───── EXTRACTED INFORMATION ─────

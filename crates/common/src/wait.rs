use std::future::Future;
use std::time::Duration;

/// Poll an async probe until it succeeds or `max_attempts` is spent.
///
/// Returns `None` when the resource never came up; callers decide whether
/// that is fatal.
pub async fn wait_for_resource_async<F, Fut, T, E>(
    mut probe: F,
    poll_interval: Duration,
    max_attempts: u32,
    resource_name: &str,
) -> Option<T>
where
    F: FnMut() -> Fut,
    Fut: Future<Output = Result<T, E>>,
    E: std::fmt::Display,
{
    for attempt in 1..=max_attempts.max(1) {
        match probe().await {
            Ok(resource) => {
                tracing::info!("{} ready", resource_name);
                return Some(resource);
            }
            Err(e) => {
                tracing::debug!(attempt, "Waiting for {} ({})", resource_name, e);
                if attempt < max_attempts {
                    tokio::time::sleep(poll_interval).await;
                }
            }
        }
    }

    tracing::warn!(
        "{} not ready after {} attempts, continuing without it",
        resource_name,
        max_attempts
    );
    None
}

─────
───── EXTRACTED INFORMATION ─────

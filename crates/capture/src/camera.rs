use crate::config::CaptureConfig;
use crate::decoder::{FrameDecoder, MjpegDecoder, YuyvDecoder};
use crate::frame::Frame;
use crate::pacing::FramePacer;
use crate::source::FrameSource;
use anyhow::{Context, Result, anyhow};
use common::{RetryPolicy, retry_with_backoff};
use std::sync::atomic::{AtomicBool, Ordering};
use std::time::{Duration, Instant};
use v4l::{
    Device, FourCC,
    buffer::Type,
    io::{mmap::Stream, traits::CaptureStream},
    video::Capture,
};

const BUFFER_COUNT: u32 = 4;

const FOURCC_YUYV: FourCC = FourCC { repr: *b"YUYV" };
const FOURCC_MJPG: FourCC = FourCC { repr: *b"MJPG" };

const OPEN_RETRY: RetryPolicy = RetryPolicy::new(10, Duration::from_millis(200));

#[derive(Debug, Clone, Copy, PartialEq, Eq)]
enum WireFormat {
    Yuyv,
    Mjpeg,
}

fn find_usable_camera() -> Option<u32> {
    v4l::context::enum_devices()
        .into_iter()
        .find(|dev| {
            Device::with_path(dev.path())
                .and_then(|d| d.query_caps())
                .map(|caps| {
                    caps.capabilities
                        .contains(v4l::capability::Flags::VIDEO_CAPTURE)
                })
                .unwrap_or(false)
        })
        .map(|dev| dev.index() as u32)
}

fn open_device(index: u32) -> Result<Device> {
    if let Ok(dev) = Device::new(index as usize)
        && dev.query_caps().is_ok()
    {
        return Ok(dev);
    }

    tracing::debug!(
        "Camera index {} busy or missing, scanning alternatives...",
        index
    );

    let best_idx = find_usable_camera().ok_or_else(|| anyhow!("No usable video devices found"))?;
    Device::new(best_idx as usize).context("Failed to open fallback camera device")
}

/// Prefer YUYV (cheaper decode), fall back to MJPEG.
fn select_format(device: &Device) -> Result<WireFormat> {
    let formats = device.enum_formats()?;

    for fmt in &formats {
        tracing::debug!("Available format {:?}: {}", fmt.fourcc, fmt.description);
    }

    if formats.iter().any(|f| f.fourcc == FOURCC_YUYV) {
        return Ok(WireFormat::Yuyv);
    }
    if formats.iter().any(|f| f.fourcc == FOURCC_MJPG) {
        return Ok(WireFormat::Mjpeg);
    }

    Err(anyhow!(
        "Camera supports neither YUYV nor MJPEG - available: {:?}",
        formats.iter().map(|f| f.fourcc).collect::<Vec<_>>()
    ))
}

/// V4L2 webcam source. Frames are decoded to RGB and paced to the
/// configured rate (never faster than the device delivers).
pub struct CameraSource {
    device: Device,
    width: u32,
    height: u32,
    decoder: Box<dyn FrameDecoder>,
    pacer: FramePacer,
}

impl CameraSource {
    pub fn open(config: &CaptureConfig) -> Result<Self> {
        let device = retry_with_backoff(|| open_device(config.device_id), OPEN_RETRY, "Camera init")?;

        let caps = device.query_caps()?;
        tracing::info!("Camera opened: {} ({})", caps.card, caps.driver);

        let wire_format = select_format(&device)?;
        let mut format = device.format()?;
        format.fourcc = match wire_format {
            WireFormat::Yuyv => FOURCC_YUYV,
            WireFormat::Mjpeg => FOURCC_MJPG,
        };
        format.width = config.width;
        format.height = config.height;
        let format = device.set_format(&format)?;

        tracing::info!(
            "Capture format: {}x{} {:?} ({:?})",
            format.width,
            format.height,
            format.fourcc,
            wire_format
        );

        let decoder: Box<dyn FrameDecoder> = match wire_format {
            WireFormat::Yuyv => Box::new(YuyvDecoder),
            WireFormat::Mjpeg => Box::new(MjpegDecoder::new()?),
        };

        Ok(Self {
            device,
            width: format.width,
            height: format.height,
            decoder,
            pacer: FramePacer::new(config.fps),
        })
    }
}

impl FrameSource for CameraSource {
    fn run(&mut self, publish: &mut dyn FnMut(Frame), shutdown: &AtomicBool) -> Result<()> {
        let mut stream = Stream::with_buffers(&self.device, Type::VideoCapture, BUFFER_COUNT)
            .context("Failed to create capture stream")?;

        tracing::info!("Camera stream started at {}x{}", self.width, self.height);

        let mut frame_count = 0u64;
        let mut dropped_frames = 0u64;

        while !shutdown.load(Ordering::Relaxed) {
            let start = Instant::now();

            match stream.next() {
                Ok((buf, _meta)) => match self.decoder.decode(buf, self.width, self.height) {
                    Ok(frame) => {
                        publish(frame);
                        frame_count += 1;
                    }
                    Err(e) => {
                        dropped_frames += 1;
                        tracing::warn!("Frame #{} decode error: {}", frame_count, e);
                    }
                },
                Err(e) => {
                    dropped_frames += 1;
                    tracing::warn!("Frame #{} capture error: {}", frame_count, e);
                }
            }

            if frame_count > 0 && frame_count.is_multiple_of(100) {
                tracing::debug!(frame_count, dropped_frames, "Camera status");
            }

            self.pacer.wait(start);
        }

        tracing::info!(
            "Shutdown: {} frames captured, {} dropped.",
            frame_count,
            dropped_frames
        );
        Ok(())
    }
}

─────
───── EXTRACTED INFORMATION ─────

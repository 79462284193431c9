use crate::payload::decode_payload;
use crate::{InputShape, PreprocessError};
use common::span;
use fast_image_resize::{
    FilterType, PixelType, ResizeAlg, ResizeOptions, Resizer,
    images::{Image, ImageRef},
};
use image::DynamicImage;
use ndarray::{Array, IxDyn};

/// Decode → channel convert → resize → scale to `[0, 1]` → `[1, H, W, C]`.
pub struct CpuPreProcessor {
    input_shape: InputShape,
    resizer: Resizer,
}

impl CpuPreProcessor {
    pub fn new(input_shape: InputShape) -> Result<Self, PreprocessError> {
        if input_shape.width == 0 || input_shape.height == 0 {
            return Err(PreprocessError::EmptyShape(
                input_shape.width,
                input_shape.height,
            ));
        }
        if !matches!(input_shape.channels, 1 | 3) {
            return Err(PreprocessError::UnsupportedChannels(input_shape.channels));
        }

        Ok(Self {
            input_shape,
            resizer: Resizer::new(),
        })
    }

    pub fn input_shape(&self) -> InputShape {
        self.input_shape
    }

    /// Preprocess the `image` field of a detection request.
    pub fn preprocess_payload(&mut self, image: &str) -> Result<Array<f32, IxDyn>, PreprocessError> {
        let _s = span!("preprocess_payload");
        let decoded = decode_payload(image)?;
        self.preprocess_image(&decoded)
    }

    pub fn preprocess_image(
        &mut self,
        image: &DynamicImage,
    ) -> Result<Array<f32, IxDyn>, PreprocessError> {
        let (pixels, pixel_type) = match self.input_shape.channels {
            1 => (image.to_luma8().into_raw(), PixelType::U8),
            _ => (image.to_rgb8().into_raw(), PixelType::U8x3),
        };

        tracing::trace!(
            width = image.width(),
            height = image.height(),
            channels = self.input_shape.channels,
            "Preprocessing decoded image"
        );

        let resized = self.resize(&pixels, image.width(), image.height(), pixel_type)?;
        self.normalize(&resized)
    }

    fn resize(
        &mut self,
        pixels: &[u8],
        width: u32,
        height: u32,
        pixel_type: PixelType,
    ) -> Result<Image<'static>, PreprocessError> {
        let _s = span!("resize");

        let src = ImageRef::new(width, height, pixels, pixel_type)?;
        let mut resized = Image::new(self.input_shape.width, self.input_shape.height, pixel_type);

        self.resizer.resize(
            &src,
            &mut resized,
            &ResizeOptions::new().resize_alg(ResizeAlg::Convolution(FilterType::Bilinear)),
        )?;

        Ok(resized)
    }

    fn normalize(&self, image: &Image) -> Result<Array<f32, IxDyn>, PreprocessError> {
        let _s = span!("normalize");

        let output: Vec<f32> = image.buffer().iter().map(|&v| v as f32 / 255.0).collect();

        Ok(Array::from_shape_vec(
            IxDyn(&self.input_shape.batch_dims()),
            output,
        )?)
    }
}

─────

> _EXERCISE PROMPT_
The answer must be every line of the data that contains the word "IxDyn".

> _REPLY_
use ndarray::{Array, IxDyn};
    pub fn preprocess_payload(&mut self, image: &str) -> Result<Array<f32, IxDyn>, PreprocessError> {
    ) -> Result<Array<f32, IxDyn>, PreprocessError> {
    fn normalize(&self, image: &Image) -> Result<Array<f32, IxDyn>, PreprocessError> {
            IxDyn(&self.input_shape.batch_dims()),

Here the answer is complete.